Further, the metal has a relatively low melting point but a high boiling point. Its uses vary dramatically, from manufacturing aircraft and batteries to mental health medicine.
In 1991 Sony popularized the lithium-ion battery, which has become a vital part of nearly every electronic device. Naturally, the use of electronics has taken off, with mobile phones leading the way in the last decade.
In 2009, the lithium-ion battery made up roughly 21% of all lithium consumption.
In 2021, about 74% of lithium produced went to battery production – more than tripling its share (in a growing market) in just over a decade. Given the intense demand for electric vehicles globally, we expect this will continue to surge.
There are two main ways of extracting lithium: mining and brine water.
Interestingly, about two-thirds of lithium is extracted via brine water. The highest concentrations of these lakes are found in Chile and Argentina.
Lithium is obtained via evaporation in the form of lithium carbonate, the raw material used in lithium-ion batteries. This process also leaves behind magnesium, calcium, sodium, and potassium.
While brine mining is a lengthy endeavor – usually taking eight months to 3 years – it is still usually more accessible and cheaper than hard rock mining.
The remaining amount of lithium is found in traditional mining operations.
The lithium concentration is more significant in hard rock mines, but the cost to operate these mines and the environmental and geological impact is much greater. Still, a hard rock mine in operation can be competitive with an upstart brine mine.

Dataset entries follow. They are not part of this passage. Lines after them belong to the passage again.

use gl::types::GLenum;
use std::ffi::c_void;
use thiserror::Error;

pub struct Texture2D {
    id: u32,
}

impl Texture2D {
    pub fn new(
        width: u32,
        height: u32,
        data: &[u8],
        format: TextureFormats,
        filter: TextureFilter,
    ) -> Result<Self, TextureError> {
        check_len(width, height, data, format)?;

        let mut id = 0;

        unsafe {
            gl::GenTextures(1, (&mut id) as *mut u32);
            gl::BindTexture(gl::TEXTURE_2D, id);

            gl::TexParameteri(gl::TEXTURE_2D, gl::TEXTURE_WRAP_S, gl::REPEAT as i32);
            gl::TexParameteri(gl::TEXTURE_2D, gl::TEXTURE_WRAP_T, gl::REPEAT as i32);
            gl::TexParameteri(
                gl::TEXTURE_2D,
                gl::TEXTURE_MIN_FILTER,
                filter.min_filter() as i32,
            );
            gl::TexParameteri(
                gl::TEXTURE_2D,
                gl::TEXTURE_MAG_FILTER,
                filter.mag_filter() as i32,
            );

            // rows are tightly packed, RGB and RED widths are rarely 4 byte aligned
            gl::PixelStorei(gl::UNPACK_ALIGNMENT, 1);

            gl::TexImage2D(
                gl::TEXTURE_2D,
                0,
                format.gl_format() as i32,
                width as i32,
                height as i32,
                0,
                format.gl_format(),
                gl::UNSIGNED_BYTE,
                data.as_ptr() as *const c_void,
            );

            gl::PixelStorei(gl::UNPACK_ALIGNMENT, 4);

            if let TextureFilter::LinearMipmap = filter {
                gl::GenerateMipmap(gl::TEXTURE_2D);
            }

            gl::BindTexture(gl::TEXTURE_2D, 0);
        }

        Ok(Self { id })
    }

    pub fn bind(&self, unit: u8) {
        unsafe {
            gl::ActiveTexture(gl::TEXTURE0 + unit as u32);
            gl::BindTexture(gl::TEXTURE_2D, self.id)
        }
    }
}

impl Drop for Texture2D {
    fn drop(&mut self) {
        unsafe {
            gl::DeleteTextures(1, (&self.id) as *const u32);
        }
    }
}

fn check_len(
    width: u32,
    height: u32,
    data: &[u8],
    format: TextureFormats,
) -> Result<(), TextureError> {
    if width == 0 || height == 0 {
        return Err(TextureError::EmptySize);
    }

    if (width as usize * height as usize * format.channels() as usize) != data.len() {
        return Err(TextureError::InvalidSrcLength);
    }

    Ok(())
}

#[derive(Debug, Error, PartialEq)]
pub enum TextureError {
    #[error("Invalid source data length")]
    InvalidSrcLength,
    #[error("Texture has zero width or height")]
    EmptySize,
}

#[derive(Debug, Clone, Copy, PartialEq, Eq)]
pub enum TextureFormats {
    Red,
    Rgb,
    Rgba,
}

impl TextureFormats {
    pub fn channels(&self) -> u8 {
        match self {
            TextureFormats::Red => 1,
            TextureFormats::Rgb => 3,
            TextureFormats::Rgba => 4,
        }
    }

    fn gl_format(&self) -> GLenum {
        match self {
            TextureFormats::Red => gl::RED,
            TextureFormats::Rgb => gl::RGB,
            TextureFormats::Rgba => gl::RGBA,
        }
    }
}

#[derive(Debug, Clone, Copy, PartialEq, Eq)]
pub enum TextureFilter {
    Nearest,
    Linear,
    /// Trilinear, generates the mip chain on upload.
    LinearMipmap,
}

impl TextureFilter {
    fn min_filter(&self) -> GLenum {
        match self {
            TextureFilter::Nearest => gl::NEAREST,
            TextureFilter::Linear => gl::LINEAR,
            TextureFilter::LinearMipmap => gl::LINEAR_MIPMAP_LINEAR,
        }
    }

    fn mag_filter(&self) -> GLenum {
        match self {
            TextureFilter::Nearest => gl::NEAREST,
            TextureFilter::Linear | TextureFilter::LinearMipmap => gl::LINEAR,
        }
    }
}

While there are 145 minerals containing lithium, just five are used in lithium extraction.
Moreover, of these five, spodumene makes up the lion’s share (~90%) of mineral-derived lithium. The mineral is heated, cooled, and mixed with sulfuric acid to create lithium carbonate.

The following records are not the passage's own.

use winit::event::{ElementState, KeyboardInput, VirtualKeyCode};

/// Keyboard and close state gathered from window events between frames.
#[derive(Debug, Default)]
pub struct WindowInput {
    escape: bool,
    close_requested: bool,
}

impl WindowInput {
    pub fn key(&mut self, input: &KeyboardInput) {
        if let Some(VirtualKeyCode::Escape) = input.virtual_keycode {
            self.escape = input.state == ElementState::Pressed;
        }
    }

    pub fn request_close(&mut self) {
        self.close_requested = true;
    }

    /// Marks the window for closing while escape is held.
    pub fn poll_escape(&mut self) {
        if self.escape {
            self.close_requested = true;
        }
    }

    pub fn should_close(&self) -> bool {
        self.close_requested
    }
}

#[cfg(test)]
mod tests {
    use super::*;

    #[allow(deprecated)]
    fn key_event(key: VirtualKeyCode, state: ElementState) -> KeyboardInput {
        KeyboardInput {
            scancode: 0,
            state,
            virtual_keycode: Some(key),
            modifiers: Default::default(),
        }
    }

    #[test]
    fn fresh_input_test() {
        let input = WindowInput::default();

        assert!(!input.should_close());
    }

    #[test]
    fn escape_test() {
        let mut input = WindowInput::default();

        input.key(&key_event(VirtualKeyCode::Escape, ElementState::Pressed));
        assert!(!input.should_close());

        input.poll_escape();
        assert!(input.should_close());
    }

    #[test]
    fn released_escape_test() {
        let mut input = WindowInput::default();

        input.key(&key_event(VirtualKeyCode::Escape, ElementState::Pressed));
        input.key(&key_event(VirtualKeyCode::Escape, ElementState::Released));
        input.poll_escape();

        assert!(!input.should_close());
    }

    #[test]
    fn other_keys_test() {
        let mut input = WindowInput::default();

        input.key(&key_event(VirtualKeyCode::Space, ElementState::Pressed));
        input.poll_escape();

        assert!(!input.should_close());
    }

    #[test]
    fn close_request_test() {
        let mut input = WindowInput::default();

        input.request_close();

        assert!(input.should_close());
    }
}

Finally, a minimal amount of lithium is being recycled from electronics. This method does not provide pure enough lithium to make new batteries, but it is suitable for other uses, such as glass and ceramics.
Total lithium production in 2021 amounted to 100,000 MT (metric tons), which we expect to continue growing, given the seemingly insatiable demand.
Here are the top lithium-producing countries in 2019:
1. Australia = 51,000 MT (60% of worldwide production)
2. Chile = 16,000 MT (19%)
3. China = 8,000 MT (8%)
4. Argentina = 6,200 MT (7.3%)
5. Zimbabwe = 1,600 MT (1.9%)
As you can see, lithium production is highly concentrated, with substantially all of it being produced by just five countries and Australia being a majority on its own.
Indeed, Australia and Chile alone account for almost 80% of the production market. The US is a tiny player in this market, with a fraction of a percent of the market share.
Total worldwide lithium reserves are estimated to be 20 million metric tons.
Long-term mining activity will likely continue to be driven by Chile, China, Australia, and Argentina.
The demand for lithium currently has three main drivers: Continued mobile device adoption, energy storage for electric grids / renewable energy, and electric vehicles.
As noted above, short and intermediate-term demand for lithium will likely depend on the dynamics of the electric vehicle market.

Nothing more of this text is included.